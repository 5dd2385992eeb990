//! Bounded background loading of redirected catalog items

use chorus_core::{RedirectTask, Redirector, ResolveError, Result, TrackLoadingExecutor};
use std::sync::Arc;
use tokio::runtime::Handle;
use tokio::sync::Semaphore;
use tracing::{debug, warn};

/// Runs redirects on the tokio runtime, at most `concurrency` at a time
pub struct BoundedRedirectExecutor {
    redirector: Arc<dyn Redirector>,
    permits: Arc<Semaphore>,
    runtime: Handle,
}

impl BoundedRedirectExecutor {
    /// Must be created from within a tokio runtime
    pub fn new(redirector: Arc<dyn Redirector>, concurrency: usize) -> Result<Self> {
        let runtime = Handle::try_current()
            .map_err(|e| ResolveError::Config(format!("no tokio runtime for redirects: {}", e)))?;

        Ok(Self {
            redirector,
            permits: Arc::new(Semaphore::new(concurrency.max(1))),
            runtime,
        })
    }
}

impl TrackLoadingExecutor for BoundedRedirectExecutor {
    fn execute(&self, task: RedirectTask) {
        let redirector = Arc::clone(&self.redirector);
        let permits = Arc::clone(&self.permits);

        self.runtime.spawn(async move {
            let Ok(_permit) = permits.acquire_owned().await else {
                task.slot.fail("background loader shut down");
                return;
            };

            if !task.slot.is_wanted() {
                debug!(item = %task.item.id(), "Playable dropped before redirect, skipping");
                return;
            }

            match redirector.redirect(&task.item).await {
                Ok(Some(stream)) => {
                    debug!(item = %task.item.id(), url = %stream.url, "Redirect resolved");
                    task.slot.complete(stream);
                }
                Ok(None) => {
                    warn!(item = %task.item.id(), "No streamable equivalent found");
                    task.slot.fail(format!(
                        "No streamable equivalent found for '{}'",
                        task.item.display()
                    ));
                }
                Err(e) => {
                    warn!(item = %task.item.id(), error = %e, "Redirect failed");
                    task.slot.fail(e.to_string());
                }
            }
        });
    }
}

----------

What you have to do:
Pick each line holding the word "BoundedRedirectExecutor" out of the data and copy it.

Written reply:
pub struct BoundedRedirectExecutor {
impl BoundedRedirectExecutor {
impl TrackLoadingExecutor for BoundedRedirectExecutor {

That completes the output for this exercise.